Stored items
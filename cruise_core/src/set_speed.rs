//! Button-driven target-speed state machine.
//!
//! Works in whole display mph internally: every tick the incoming target and
//! ego speed are rounded to mph, the press logic runs on integers, and the
//! result is converted back to m/s and clipped to the configured band as the
//! very last step.
//!
//! Per tick, in order:
//! 1. an enabled→disabled edge captures the current target as the resume speed;
//! 2. gas-override bookkeeping (release on pedal up, or on decrease after a
//!    long override);
//! 3. the press state machine (first tick / long-press snap / release /
//!    resume edge / disabled);
//! 4. the output clip.

use crate::config::SetSpeedCfg;
use crate::units::{clip, ms_to_whole_mph, whole_mph_to_ms};

/// Where the driver is in a button press.
///
/// `Idle` carries no tick count: every path that releases a press also
/// zeroes the press timer.
#[derive(Debug, Clone, Copy, PartialEq, Eq, Default)]
pub enum PressPhase {
    #[default]
    Idle,
    /// Held for fewer than `long_press_ticks` ticks.
    Short { ticks: u32 },
    /// Held long enough to snap to the long-press grid.
    Long { ticks: u32 },
}

impl PressPhase {
    /// Rebuild a phase from the legacy `(short_press, timer)` pair. A timer
    /// without `short_press` is dropped.
    pub fn from_parts(short_press: bool, timer: u32, long_press_ticks: u32) -> Self {
        if !short_press {
            PressPhase::Idle
        } else if timer >= long_press_ticks {
            PressPhase::Long { ticks: timer }
        } else {
            PressPhase::Short { ticks: timer }
        }
    }

    /// A press (or resume edge) has been consumed and is still held.
    #[inline]
    pub fn is_pressed(self) -> bool {
        !matches!(self, PressPhase::Idle)
    }

    #[inline]
    pub fn ticks(self) -> u32 {
        match self {
            PressPhase::Idle => 0,
            PressPhase::Short { ticks } | PressPhase::Long { ticks } => ticks,
        }
    }

    /// One more tick of holding.
    fn held(self, long_press_ticks: u32) -> Self {
        let ticks = self.ticks().saturating_add(1);
        if ticks >= long_press_ticks {
            PressPhase::Long { ticks }
        } else {
            PressPhase::Short { ticks }
        }
    }

    /// Whether this tick lands on a long-press snap boundary.
    fn on_snap_boundary(self, long_press_ticks: u32) -> bool {
        match self {
            PressPhase::Idle => false,
            PressPhase::Short { ticks } | PressPhase::Long { ticks } => {
                ticks % long_press_ticks.max(1) == 0
            }
        }
    }
}

#[derive(Debug, Clone, Copy, PartialEq, Eq)]
enum Direction {
    Up,
    Down,
}

/// State owned by the set-speed controller across ticks.
#[derive(Debug, Clone, Copy, PartialEq, Eq, Default)]
pub struct SetSpeedState {
    pub press: PressPhase,
    /// Target captured on the last disengage, in whole mph.
    pub resume_mph: i32,
    /// Gas override already applied during this pedal application.
    pub gas_set: bool,
    pub gas_timer: u32,
}

impl SetSpeedState {
    #[inline]
    pub fn short_press(&self) -> bool {
        self.press.is_pressed()
    }

    #[inline]
    pub fn timer(&self) -> u32 {
        self.press.ticks()
    }

    /// Resume speed in m/s.
    #[inline]
    pub fn ressetspeed(&self) -> f32 {
        whole_mph_to_ms(self.resume_mph)
    }
}

/// Inputs consumed by the set-speed controller each tick. Speeds in m/s.
#[derive(Debug, Clone, Copy, PartialEq, Default)]
pub struct SetSpeedInputs {
    pub set_speed: f32,
    pub acc_enabled: bool,
    pub acc_enabled_prev: bool,
    pub setplus: bool,
    pub setminus: bool,
    pub resbut: bool,
    pub vego: f32,
    pub gas: bool,
}

#[derive(Debug, Clone, Default)]
pub struct SetSpeedController {
    cfg: SetSpeedCfg,
}

impl SetSpeedController {
    pub fn new(cfg: SetSpeedCfg) -> Self {
        Self { cfg }
    }

    pub fn cfg(&self) -> &SetSpeedCfg {
        &self.cfg
    }

    /// Advance one tick. Returns the next state and the clipped target (m/s).
    pub fn step(&self, state: SetSpeedState, input: &SetSpeedInputs) -> (SetSpeedState, f32) {
        let cfg = &self.cfg;
        let mut next = state;
        let mut target = ms_to_whole_mph(input.set_speed);
        let vego = ms_to_whole_mph(input.vego);

        if input.acc_enabled_prev && !input.acc_enabled {
            next.resume_mph = target;
            tracing::debug!(resume_mph = target, "disengaged; resume speed captured");
        }

        if !input.gas || (next.gas_timer > cfg.gas_release_ticks && input.setminus) {
            if next.gas_set {
                tracing::debug!(gas_timer = next.gas_timer, "gas override released");
            }
            next.gas_set = false;
            next.gas_timer = 0;
        } else if next.gas_set {
            next.gas_timer = next.gas_timer.saturating_add(1);
        }

        if input.acc_enabled && input.acc_enabled_prev {
            let dir = if input.setplus {
                Some(Direction::Up)
            } else if input.setminus {
                Some(Direction::Down)
            } else {
                None
            };
            match dir {
                Some(dir) => {
                    if !next.press.is_pressed() {
                        target = self.first_press(dir, target, vego, input.gas, &mut next);
                    } else if next.press.on_snap_boundary(cfg.long_press_ticks) {
                        let snapped = self.snap(dir, target);
                        tracing::debug!(from_mph = target, to_mph = snapped, "long-press snap");
                        target = snapped;
                    }
                    next.press = next.press.held(cfg.long_press_ticks);
                }
                None => next.press = PressPhase::Idle,
            }
        } else if input.acc_enabled && !next.press.is_pressed() {
            target = if input.resbut { next.resume_mph } else { vego };
            tracing::debug!(target_mph = target, resume = input.resbut, "engaged");
            next.press = next.press.held(cfg.long_press_ticks);
        } else {
            next.press = PressPhase::Idle;
        }

        let out = clip(whole_mph_to_ms(target), cfg.min_ms(), cfg.max_ms());
        tracing::trace!(target_mph = target, set_speed = out, press = ?next.press, "set speed");
        (next, out)
    }

    /// First tick of a press: one short step, or the gas-override snap to the
    /// current speed when the pedal is down and no override is latched yet.
    fn first_press(
        &self,
        dir: Direction,
        target: i32,
        vego: i32,
        gas: bool,
        state: &mut SetSpeedState,
    ) -> i32 {
        let step = self.cfg.short_step_mph;
        let override_now = gas && !state.gas_set;
        if override_now {
            state.gas_set = true;
            tracing::debug!(vego_mph = vego, "gas override latched");
        }
        match (dir, override_now) {
            (Direction::Up, true) if target < vego => vego,
            (Direction::Up, _) => target.saturating_add(step),
            (Direction::Down, true) => vego,
            (Direction::Down, false) => target.saturating_sub(step),
        }
    }

    /// Long-press snap. Up moves to the next grid line; down first rounds up
    /// to the grid when unaligned, then steps one grid line down.
    fn snap(&self, dir: Direction, target: i32) -> i32 {
        let grid = self.cfg.long_step_mph.max(1);
        let rem = target.rem_euclid(grid);
        match dir {
            Direction::Up => target.saturating_add(grid - rem),
            Direction::Down => {
                let aligned = if rem > 0 {
                    target.saturating_add(grid - rem)
                } else {
                    target
                };
                aligned.saturating_sub(grid)
            }
        }
    }
}

/// Positional form of [`SetSpeedController::step`] with the stock parameters.
///
/// Returns `(set_speed, short_press, timer, gas_set, ressetspeed, gas_timer)`;
/// speeds are in m/s.
///
/// The `(short_press, timer)` pair is read through [`PressPhase::from_parts`]:
/// a nonzero `timer` with `short_press == false` is treated as idle, so the
/// count restarts at 1 on the next press. The controller itself never
/// produces that pair.
#[allow(clippy::too_many_arguments)]
pub fn set_speed_logic(
    set_speed: f32,
    acc_enabled: bool,
    acc_enabled_prev: bool,
    setplus: bool,
    setminus: bool,
    resbut: bool,
    timer: u32,
    ressetspeed: f32,
    short_press: bool,
    vego: f32,
    gas_set: bool,
    gas: bool,
    gas_timer: u32,
) -> (f32, bool, u32, bool, f32, u32) {
    let ctl = SetSpeedController::default();
    let state = SetSpeedState {
        press: PressPhase::from_parts(short_press, timer, ctl.cfg.long_press_ticks),
        resume_mph: ms_to_whole_mph(ressetspeed),
        gas_set,
        gas_timer,
    };
    let input = SetSpeedInputs {
        set_speed,
        acc_enabled,
        acc_enabled_prev,
        setplus,
        setminus,
        resbut,
        vego,
        gas,
    };
    let (next, out) = ctl.step(state, &input);
    (
        out,
        next.short_press(),
        next.timer(),
        next.gas_set,
        next.ressetspeed(),
        next.gas_timer,
    )
}

#[cfg(test)]
mod tests {
    use super::*;

    #[test]
    fn snap_up_reaches_next_multiple() {
        let c = SetSpeedController::default();
        assert_eq!(c.snap(Direction::Up, 66), 70);
        assert_eq!(c.snap(Direction::Up, 70), 75);
    }

    #[test]
    fn snap_down_rounds_up_first() {
        let c = SetSpeedController::default();
        assert_eq!(c.snap(Direction::Down, 66), 65);
        assert_eq!(c.snap(Direction::Down, 69), 65);
        assert_eq!(c.snap(Direction::Down, 65), 60);
    }

    #[test]
    fn phase_from_parts() {
        assert_eq!(PressPhase::from_parts(false, 7, 50), PressPhase::Idle);
        assert_eq!(
            PressPhase::from_parts(true, 7, 50),
            PressPhase::Short { ticks: 7 }
        );
        assert_eq!(
            PressPhase::from_parts(true, 50, 50),
            PressPhase::Long { ticks: 50 }
        );
    }

    #[test]
    fn held_promotes_to_long() {
        let mut p = PressPhase::Idle;
        for _ in 0..49 {
            p = p.held(50);
        }
        assert_eq!(p, PressPhase::Short { ticks: 49 });
        p = p.held(50);
        assert_eq!(p, PressPhase::Long { ticks: 50 });
        assert!(p.on_snap_boundary(50));
        assert!(!p.held(50).on_snap_boundary(50));
    }
}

Required work ::
Using the entries above, work out the number of lines that hold the word "captured" and write it with no other words.

Solution below ::
2